++++ Data to examine
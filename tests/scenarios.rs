use calendar_date::{days_in_month, is_leap_year, CalendarDate};

fn date(year: i32, month: i32, day: i32) -> CalendarDate {
    CalendarDate::new(year, month, day)
}

/// Every valid day from `start`, stepping one day at a time.
fn every_day_from(start: CalendarDate, count: usize) -> Vec<CalendarDate> {
    let mut days = Vec::with_capacity(count);
    let mut current = start;
    for _ in 0..count {
        days.push(current);
        current = current.add_days(1);
    }
    days
}

#[test]
fn add_seven_months_to_leap_day() {
    let result = date(2000, 2, 29).add_months(7);
    assert_eq!(result, date(2000, 9, 29));
    assert!(result.is_valid());
}

#[test]
fn add_forty_months_to_leap_day() {
    let result = date(2000, 2, 29).add_months(40);
    assert_eq!(result, date(2003, 6, 29));
    assert!(result.is_valid());
}

#[test]
fn add_month_clamps_to_end_of_february() {
    let result = date(2015, 1, 31).add_months(1);
    assert_eq!(result, date(2015, 2, 28));
    assert!(result.is_valid());
}

#[test]
fn add_fifteen_hundred_days() {
    let result = date(2000, 10, 5).add_days(1500);
    assert_eq!(result, date(2004, 11, 13));
    assert!(result.is_valid());
}

#[test]
fn subtract_eighteen_months_clamps() {
    let result = date(2015, 5, 31).subtract_months(18);
    assert_eq!(result, date(2013, 11, 30));
    assert!(result.is_valid());
}

#[test]
fn subtract_hundred_twenty_days() {
    let result = date(2000, 3, 20).subtract_days(120);
    assert_eq!(result, date(1999, 11, 21));
    assert!(result.is_valid());
}

#[test]
fn invalid_dates() {
    assert!(!date(2015, 13, 3).is_valid());
    assert!(!date(2003, 2, 29).is_valid());
    assert!(!date(1, 6, 31).is_valid());
    assert!(!date(0, 6, 30).is_valid());
}

#[test]
fn text_form_is_zero_padded() {
    assert_eq!(date(2005, 4, 10).to_string(), "2005-04-10");
}

#[test]
fn leap_year_boundaries() {
    assert!(is_leap_year(2000));
    assert!(!is_leap_year(1900));
    assert!(is_leap_year(2004));
    assert!(!is_leap_year(2003));

    assert_eq!(days_in_month(2000, 2), Some(29));
    assert_eq!(days_in_month(1900, 2), Some(28));
    assert_eq!(days_in_month(2004, 2), Some(29));
    assert_eq!(days_in_month(2003, 2), Some(28));
}

#[test]
fn text_roundtrip_over_four_years() {
    for d in every_day_from(date(1999, 1, 1), 1461) {
        assert!(d.is_valid(), "walk produced invalid date {d}");
        assert_eq!(CalendarDate::parse(&d.to_string()), d, "text roundtrip failed for {d}");
    }
}

#[test]
fn text_roundtrip_for_early_and_negative_years() {
    for d in [date(1, 1, 1), date(983, 12, 31), date(-1, 6, 15), date(-4713, 11, 24)] {
        assert!(d.equals(d.to_string()), "text roundtrip failed for {d}");
    }
}

#[test]
fn julian_roundtrip_over_leap_cycle_boundaries() {
    for start in [date(1582, 10, 15), date(1899, 12, 1), date(1999, 12, 1), date(2099, 12, 1)] {
        for d in every_day_from(start, 500) {
            let jd = d.to_julian_day();
            assert_eq!(jd.get().fract(), 0.0, "fractional day number for {d}");
            assert_eq!(CalendarDate::from_julian_day(jd), d, "julian roundtrip failed for {d}");
        }
    }
}

#[test]
fn julian_days_are_consecutive() {
    let days = every_day_from(date(1999, 12, 25), 400);
    for pair in days.windows(2) {
        assert_eq!(
            pair[1].to_julian_day().get() - pair[0].to_julian_day().get(),
            1.0,
            "gap between {} and {}",
            pair[0],
            pair[1]
        );
    }
}

#[test]
fn day_walk_matches_subtraction() {
    let start = date(2012, 2, 29);
    for n in [1, 28, 29, 30, 31, 365, 366, 1000, 1461] {
        assert_eq!(start.add_days(n).subtract_days(n), start, "round trip of {n} days");
        assert_eq!(
            start.add_days(n).to_julian_day().get() - start.to_julian_day().get(),
            f64::from(n),
            "{n} days forward"
        );
    }
}

#[test]
fn exactly_one_ordering_holds() {
    let samples = [
        date(1999, 12, 31),
        date(2000, 1, 1),
        date(2000, 1, 2),
        date(2000, 2, 1),
        date(2000, 13, 1),
        date(0, 6, 30),
        CalendarDate::parse("2000-xx-01"),
        CalendarDate::parse("garbage"),
    ];

    for a in &samples {
        for b in &samples {
            let outcomes = [a.is_before(*b), a.equals(*b), a.is_after(*b)];
            assert_eq!(
                outcomes.iter().filter(|&&held| held).count(),
                1,
                "ordering of {a} and {b}"
            );
        }
    }
}

#[test]
fn chrono_agrees_on_weekdays_and_ordinals() {
    use chrono::{Datelike, NaiveDate};

    for d in every_day_from(date(2023, 12, 1), 500) {
        let naive = NaiveDate::try_from(d).unwrap();
        assert_eq!(d.day_of_week(), Some(naive.weekday()), "weekday of {d}");
        assert_eq!(d.day_of_year(), i32::try_from(naive.ordinal()).ok(), "ordinal of {d}");
        assert_eq!(CalendarDate::from(naive), d);
    }
}
//! Prelude module for calendar_date crate.
//!
//! Re-exports commonly used derive macros from derive_more.

#[allow(unused_imports)]
pub use derive_more::{Deref, Display, From, FromStr, Into};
++++++++
- [Prompt] Could all of the entries be retyped word for word?

- [Written answer]
filename tests/scenarios.rs
use calendar_date::{days_in_month, is_leap_year, CalendarDate};

fn date(year: i32, month: i32, day: i32) -> CalendarDate {
    CalendarDate::new(year, month, day)
}

/// Every valid day from `start`, stepping one day at a time.
fn every_day_from(start: CalendarDate, count: usize) -> Vec<CalendarDate> {
    let mut days = Vec::with_capacity(count);
    let mut current = start;
    for _ in 0..count {
        days.push(current);
        current = current.add_days(1);
    }
    days
}

#[test]
fn add_seven_months_to_leap_day() {
    let result = date(2000, 2, 29).add_months(7);
    assert_eq!(result, date(2000, 9, 29));
    assert!(result.is_valid());
}

#[test]
fn add_forty_months_to_leap_day() {
    let result = date(2000, 2, 29).add_months(40);
    assert_eq!(result, date(2003, 6, 29));
    assert!(result.is_valid());
}

#[test]
fn add_month_clamps_to_end_of_february() {
    let result = date(2015, 1, 31).add_months(1);
    assert_eq!(result, date(2015, 2, 28));
    assert!(result.is_valid());
}

#[test]
fn add_fifteen_hundred_days() {
    let result = date(2000, 10, 5).add_days(1500);
    assert_eq!(result, date(2004, 11, 13));
    assert!(result.is_valid());
}

#[test]
fn subtract_eighteen_months_clamps() {
    let result = date(2015, 5, 31).subtract_months(18);
    assert_eq!(result, date(2013, 11, 30));
    assert!(result.is_valid());
}

#[test]
fn subtract_hundred_twenty_days() {
    let result = date(2000, 3, 20).subtract_days(120);
    assert_eq!(result, date(1999, 11, 21));
    assert!(result.is_valid());
}

#[test]
fn invalid_dates() {
    assert!(!date(2015, 13, 3).is_valid());
    assert!(!date(2003, 2, 29).is_valid());
    assert!(!date(1, 6, 31).is_valid());
    assert!(!date(0, 6, 30).is_valid());
}

#[test]
fn text_form_is_zero_padded() {
    assert_eq!(date(2005, 4, 10).to_string(), "2005-04-10");
}

#[test]
fn leap_year_boundaries() {
    assert!(is_leap_year(2000));
    assert!(!is_leap_year(1900));
    assert!(is_leap_year(2004));
    assert!(!is_leap_year(2003));

    assert_eq!(days_in_month(2000, 2), Some(29));
    assert_eq!(days_in_month(1900, 2), Some(28));
    assert_eq!(days_in_month(2004, 2), Some(29));
    assert_eq!(days_in_month(2003, 2), Some(28));
}

#[test]
fn text_roundtrip_over_four_years() {
    for d in every_day_from(date(1999, 1, 1), 1461) {
        assert!(d.is_valid(), "walk produced invalid date {d}");
        assert_eq!(CalendarDate::parse(&d.to_string()), d, "text roundtrip failed for {d}");
    }
}

#[test]
fn text_roundtrip_for_early_and_negative_years() {
    for d in [date(1, 1, 1), date(983, 12, 31), date(-1, 6, 15), date(-4713, 11, 24)] {
        assert!(d.equals(d.to_string()), "text roundtrip failed for {d}");
    }
}

#[test]
fn julian_roundtrip_over_leap_cycle_boundaries() {
    for start in [date(1582, 10, 15), date(1899, 12, 1), date(1999, 12, 1), date(2099, 12, 1)] {
        for d in every_day_from(start, 500) {
            let jd = d.to_julian_day();
            assert_eq!(jd.get().fract(), 0.0, "fractional day number for {d}");
            assert_eq!(CalendarDate::from_julian_day(jd), d, "julian roundtrip failed for {d}");
        }
    }
}

#[test]
fn julian_days_are_consecutive() {
    let days = every_day_from(date(1999, 12, 25), 400);
    for pair in days.windows(2) {
        assert_eq!(
            pair[1].to_julian_day().get() - pair[0].to_julian_day().get(),
            1.0,
            "gap between {} and {}",
            pair[0],
            pair[1]
        );
    }
}

#[test]
fn day_walk_matches_subtraction() {
    let start = date(2012, 2, 29);
    for n in [1, 28, 29, 30, 31, 365, 366, 1000, 1461] {
        assert_eq!(start.add_days(n).subtract_days(n), start, "round trip of {n} days");
        assert_eq!(
            start.add_days(n).to_julian_day().get() - start.to_julian_day().get(),
            f64::from(n),
            "{n} days forward"
        );
    }
}

#[test]
fn exactly_one_ordering_holds() {
    let samples = [
        date(1999, 12, 31),
        date(2000, 1, 1),
        date(2000, 1, 2),
        date(2000, 2, 1),
        date(2000, 13, 1),
        date(0, 6, 30),
        CalendarDate::parse("2000-xx-01"),
        CalendarDate::parse("garbage"),
    ];

    for a in &samples {
        for b in &samples {
            let outcomes = [a.is_before(*b), a.equals(*b), a.is_after(*b)];
            assert_eq!(
                outcomes.iter().filter(|&&held| held).count(),
                1,
                "ordering of {a} and {b}"
            );
        }
    }
}

#[test]
fn chrono_agrees_on_weekdays_and_ordinals() {
    use chrono::{Datelike, NaiveDate};

    for d in every_day_from(date(2023, 12, 1), 500) {
        let naive = NaiveDate::try_from(d).unwrap();
        assert_eq!(d.day_of_week(), Some(naive.weekday()), "weekday of {d}");
        assert_eq!(d.day_of_year(), i32::try_from(naive.ordinal()).ok(), "ordinal of {d}");
        assert_eq!(CalendarDate::from(naive), d);
    }
}
//! Prelude module for calendar_date crate.
//!
//! Re-exports commonly used derive macros from derive_more.

#[allow(unused_imports)]
pub use derive_more::{Deref, Display, From, FromStr, Into};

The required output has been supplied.